§ Task prompt
Find the word "Numeric" in the data below and copy each line that holds it.

§ Entries supplied
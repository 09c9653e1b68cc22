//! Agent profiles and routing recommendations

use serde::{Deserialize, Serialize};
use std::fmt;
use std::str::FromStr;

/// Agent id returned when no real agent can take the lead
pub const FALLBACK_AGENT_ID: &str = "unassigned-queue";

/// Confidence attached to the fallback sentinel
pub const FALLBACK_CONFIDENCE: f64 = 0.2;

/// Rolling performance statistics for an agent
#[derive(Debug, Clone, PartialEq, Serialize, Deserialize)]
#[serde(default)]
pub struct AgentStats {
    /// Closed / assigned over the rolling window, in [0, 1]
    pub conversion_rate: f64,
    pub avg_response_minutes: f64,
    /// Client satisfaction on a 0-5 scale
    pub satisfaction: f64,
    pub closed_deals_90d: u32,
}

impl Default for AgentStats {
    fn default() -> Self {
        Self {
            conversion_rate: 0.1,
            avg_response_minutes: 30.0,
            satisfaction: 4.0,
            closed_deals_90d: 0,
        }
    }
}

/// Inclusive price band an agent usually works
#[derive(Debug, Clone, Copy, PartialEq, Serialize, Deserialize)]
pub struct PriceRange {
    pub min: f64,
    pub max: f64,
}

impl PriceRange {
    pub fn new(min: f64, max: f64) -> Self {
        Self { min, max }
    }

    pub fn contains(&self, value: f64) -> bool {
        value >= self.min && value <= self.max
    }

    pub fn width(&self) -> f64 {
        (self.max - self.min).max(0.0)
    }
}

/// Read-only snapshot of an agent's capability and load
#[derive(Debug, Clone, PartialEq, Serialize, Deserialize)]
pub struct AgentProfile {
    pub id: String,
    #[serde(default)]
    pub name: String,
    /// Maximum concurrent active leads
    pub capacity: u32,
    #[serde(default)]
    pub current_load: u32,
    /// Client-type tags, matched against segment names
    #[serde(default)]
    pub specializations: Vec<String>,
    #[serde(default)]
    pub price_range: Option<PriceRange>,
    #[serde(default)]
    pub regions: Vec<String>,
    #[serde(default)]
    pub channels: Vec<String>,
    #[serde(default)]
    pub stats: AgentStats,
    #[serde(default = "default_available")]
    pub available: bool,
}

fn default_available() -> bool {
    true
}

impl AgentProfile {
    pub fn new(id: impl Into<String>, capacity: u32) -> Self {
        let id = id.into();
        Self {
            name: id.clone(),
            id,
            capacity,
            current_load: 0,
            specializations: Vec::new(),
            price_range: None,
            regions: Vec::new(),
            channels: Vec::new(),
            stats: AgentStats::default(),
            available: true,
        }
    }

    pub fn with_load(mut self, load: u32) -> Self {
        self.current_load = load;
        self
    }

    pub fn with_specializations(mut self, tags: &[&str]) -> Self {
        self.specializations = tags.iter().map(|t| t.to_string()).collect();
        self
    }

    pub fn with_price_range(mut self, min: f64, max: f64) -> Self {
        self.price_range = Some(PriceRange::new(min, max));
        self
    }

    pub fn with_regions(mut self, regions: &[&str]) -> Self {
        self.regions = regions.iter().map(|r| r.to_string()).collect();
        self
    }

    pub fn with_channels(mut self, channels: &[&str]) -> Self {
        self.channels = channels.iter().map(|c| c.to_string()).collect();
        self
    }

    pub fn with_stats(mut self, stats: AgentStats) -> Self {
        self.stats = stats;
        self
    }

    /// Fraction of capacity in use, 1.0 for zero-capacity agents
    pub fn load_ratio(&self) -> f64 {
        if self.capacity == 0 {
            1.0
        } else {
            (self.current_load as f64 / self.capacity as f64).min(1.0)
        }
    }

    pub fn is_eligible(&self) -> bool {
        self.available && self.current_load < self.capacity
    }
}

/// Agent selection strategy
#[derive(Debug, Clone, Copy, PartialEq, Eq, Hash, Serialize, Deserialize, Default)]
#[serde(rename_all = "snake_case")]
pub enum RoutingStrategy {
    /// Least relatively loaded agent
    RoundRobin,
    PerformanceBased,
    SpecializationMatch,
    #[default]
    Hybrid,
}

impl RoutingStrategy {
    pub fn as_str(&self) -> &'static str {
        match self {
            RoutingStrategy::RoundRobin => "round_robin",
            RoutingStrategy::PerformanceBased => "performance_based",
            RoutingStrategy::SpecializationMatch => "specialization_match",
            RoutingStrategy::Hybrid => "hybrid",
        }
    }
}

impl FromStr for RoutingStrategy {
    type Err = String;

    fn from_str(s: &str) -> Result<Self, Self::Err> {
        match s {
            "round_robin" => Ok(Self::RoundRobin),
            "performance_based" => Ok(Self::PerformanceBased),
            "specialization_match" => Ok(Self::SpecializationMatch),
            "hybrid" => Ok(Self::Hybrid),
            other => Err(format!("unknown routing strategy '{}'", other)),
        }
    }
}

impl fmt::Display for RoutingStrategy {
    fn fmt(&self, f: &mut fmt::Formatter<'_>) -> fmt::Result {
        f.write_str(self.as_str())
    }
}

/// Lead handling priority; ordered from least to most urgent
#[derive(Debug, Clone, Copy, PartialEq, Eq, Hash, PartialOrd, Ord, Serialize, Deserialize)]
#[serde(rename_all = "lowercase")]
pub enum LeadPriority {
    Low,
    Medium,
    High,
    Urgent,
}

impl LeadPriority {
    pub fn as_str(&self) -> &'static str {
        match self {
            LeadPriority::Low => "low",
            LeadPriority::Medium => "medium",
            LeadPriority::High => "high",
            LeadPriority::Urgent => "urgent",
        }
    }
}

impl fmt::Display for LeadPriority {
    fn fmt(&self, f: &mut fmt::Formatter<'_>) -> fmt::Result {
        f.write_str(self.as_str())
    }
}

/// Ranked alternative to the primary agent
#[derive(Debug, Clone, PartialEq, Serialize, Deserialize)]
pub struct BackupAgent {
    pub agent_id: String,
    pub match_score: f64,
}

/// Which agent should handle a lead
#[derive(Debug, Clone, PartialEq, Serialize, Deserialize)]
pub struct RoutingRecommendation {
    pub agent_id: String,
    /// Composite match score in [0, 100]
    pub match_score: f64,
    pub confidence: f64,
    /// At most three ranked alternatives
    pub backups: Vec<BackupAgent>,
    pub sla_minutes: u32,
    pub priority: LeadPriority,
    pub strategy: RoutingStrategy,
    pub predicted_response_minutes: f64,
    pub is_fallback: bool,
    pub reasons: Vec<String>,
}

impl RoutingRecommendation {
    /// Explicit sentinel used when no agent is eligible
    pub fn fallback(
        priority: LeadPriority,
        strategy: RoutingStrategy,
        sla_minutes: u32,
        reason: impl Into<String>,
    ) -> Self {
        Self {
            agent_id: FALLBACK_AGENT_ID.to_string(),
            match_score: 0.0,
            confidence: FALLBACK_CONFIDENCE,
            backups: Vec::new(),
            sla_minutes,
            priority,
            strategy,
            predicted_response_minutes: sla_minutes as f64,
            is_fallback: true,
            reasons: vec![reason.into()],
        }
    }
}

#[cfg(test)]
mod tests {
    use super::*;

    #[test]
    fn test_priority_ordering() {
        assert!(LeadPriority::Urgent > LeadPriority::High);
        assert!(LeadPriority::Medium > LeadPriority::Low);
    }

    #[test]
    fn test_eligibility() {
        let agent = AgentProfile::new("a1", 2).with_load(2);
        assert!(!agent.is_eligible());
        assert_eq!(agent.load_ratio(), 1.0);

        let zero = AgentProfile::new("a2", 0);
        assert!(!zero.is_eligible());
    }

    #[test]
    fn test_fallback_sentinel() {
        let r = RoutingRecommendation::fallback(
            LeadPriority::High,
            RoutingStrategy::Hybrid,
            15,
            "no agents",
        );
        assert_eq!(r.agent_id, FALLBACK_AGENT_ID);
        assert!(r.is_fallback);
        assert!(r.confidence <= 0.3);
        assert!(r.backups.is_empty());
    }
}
--
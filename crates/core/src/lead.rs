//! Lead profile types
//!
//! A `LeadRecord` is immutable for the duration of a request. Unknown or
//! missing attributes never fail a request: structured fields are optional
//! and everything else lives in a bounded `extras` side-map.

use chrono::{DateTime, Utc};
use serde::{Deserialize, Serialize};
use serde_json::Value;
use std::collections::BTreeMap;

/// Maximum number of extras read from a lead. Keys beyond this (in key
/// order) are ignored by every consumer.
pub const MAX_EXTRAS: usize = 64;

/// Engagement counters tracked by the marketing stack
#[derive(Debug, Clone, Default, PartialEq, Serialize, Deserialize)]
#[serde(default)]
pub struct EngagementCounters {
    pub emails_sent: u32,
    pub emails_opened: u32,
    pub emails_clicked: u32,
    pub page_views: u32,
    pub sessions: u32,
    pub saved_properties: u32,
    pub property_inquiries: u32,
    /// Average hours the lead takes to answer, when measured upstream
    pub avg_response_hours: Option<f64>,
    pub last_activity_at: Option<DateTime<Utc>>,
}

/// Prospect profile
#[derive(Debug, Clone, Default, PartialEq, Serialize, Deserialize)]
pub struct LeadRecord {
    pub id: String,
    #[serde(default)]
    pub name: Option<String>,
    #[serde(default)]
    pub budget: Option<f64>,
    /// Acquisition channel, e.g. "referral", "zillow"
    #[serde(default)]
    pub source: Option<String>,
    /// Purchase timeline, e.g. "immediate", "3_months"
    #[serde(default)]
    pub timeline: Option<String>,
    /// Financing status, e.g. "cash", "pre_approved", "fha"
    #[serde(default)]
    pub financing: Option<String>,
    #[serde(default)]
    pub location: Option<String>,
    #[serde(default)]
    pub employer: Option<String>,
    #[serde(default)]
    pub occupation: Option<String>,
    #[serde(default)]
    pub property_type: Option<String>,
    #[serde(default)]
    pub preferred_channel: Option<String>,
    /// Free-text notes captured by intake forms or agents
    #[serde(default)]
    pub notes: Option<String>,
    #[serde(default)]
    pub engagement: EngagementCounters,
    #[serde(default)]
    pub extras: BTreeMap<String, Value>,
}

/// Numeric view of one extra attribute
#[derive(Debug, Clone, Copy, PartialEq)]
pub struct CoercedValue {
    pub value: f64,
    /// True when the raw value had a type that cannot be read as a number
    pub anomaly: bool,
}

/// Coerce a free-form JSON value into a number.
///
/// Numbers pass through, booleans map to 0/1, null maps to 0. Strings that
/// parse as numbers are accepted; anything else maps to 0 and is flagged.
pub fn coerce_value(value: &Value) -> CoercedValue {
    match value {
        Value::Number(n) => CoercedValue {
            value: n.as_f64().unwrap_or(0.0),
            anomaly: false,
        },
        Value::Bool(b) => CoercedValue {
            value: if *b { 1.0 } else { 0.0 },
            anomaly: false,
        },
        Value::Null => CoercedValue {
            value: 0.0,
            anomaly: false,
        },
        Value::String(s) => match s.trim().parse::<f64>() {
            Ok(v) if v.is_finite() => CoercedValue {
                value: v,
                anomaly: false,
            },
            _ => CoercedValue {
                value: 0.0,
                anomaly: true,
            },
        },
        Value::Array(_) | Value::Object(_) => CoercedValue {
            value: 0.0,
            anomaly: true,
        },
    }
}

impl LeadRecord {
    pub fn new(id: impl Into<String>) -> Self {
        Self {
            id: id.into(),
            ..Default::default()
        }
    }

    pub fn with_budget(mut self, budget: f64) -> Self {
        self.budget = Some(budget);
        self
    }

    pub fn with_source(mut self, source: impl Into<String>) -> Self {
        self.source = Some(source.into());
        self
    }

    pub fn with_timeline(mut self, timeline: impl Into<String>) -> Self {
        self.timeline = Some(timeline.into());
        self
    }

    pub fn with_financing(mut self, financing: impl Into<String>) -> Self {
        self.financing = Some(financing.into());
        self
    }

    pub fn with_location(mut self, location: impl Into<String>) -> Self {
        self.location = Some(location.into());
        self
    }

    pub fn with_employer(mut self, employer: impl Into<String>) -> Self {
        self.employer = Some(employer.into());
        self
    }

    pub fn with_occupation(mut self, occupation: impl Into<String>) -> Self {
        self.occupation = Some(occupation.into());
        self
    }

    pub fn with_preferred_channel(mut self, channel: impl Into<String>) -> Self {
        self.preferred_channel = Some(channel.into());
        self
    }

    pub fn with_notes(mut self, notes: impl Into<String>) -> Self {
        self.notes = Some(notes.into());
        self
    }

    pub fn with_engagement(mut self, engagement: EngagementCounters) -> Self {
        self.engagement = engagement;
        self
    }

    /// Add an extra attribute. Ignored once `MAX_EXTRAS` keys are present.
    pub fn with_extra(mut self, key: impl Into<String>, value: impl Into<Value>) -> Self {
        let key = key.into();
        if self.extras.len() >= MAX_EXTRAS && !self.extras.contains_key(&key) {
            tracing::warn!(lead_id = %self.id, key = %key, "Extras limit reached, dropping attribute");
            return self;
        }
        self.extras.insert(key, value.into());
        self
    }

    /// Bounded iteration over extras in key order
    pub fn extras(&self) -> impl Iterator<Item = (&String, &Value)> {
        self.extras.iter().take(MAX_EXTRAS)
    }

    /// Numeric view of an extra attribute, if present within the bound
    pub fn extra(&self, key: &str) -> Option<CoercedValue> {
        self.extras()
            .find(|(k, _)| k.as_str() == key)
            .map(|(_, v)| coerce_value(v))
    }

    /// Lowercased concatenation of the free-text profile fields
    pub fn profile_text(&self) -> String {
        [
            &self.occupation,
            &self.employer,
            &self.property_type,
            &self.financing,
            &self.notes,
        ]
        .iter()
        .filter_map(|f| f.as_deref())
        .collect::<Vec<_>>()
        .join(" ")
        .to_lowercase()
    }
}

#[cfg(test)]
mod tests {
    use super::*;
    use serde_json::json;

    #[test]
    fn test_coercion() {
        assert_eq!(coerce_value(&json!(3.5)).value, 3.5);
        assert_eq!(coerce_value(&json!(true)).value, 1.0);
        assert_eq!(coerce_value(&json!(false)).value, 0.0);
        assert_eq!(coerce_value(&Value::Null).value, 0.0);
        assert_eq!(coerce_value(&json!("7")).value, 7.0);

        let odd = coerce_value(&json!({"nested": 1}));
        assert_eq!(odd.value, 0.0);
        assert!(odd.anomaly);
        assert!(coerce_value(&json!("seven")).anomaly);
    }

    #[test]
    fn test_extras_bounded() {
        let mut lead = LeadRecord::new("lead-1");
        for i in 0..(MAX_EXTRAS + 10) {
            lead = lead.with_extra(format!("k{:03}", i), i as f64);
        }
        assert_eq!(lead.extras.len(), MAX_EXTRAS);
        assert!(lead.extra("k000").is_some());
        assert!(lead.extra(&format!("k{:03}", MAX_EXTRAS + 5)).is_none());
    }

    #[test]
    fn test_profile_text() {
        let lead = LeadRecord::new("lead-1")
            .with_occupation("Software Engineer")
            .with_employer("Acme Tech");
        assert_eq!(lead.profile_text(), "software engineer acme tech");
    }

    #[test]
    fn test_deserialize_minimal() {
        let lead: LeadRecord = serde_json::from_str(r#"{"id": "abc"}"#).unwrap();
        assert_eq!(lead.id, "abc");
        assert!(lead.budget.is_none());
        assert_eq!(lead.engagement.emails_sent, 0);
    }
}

§ Result
/// Numeric view of one extra attribute
    /// Numeric view of an extra attribute, if present within the bound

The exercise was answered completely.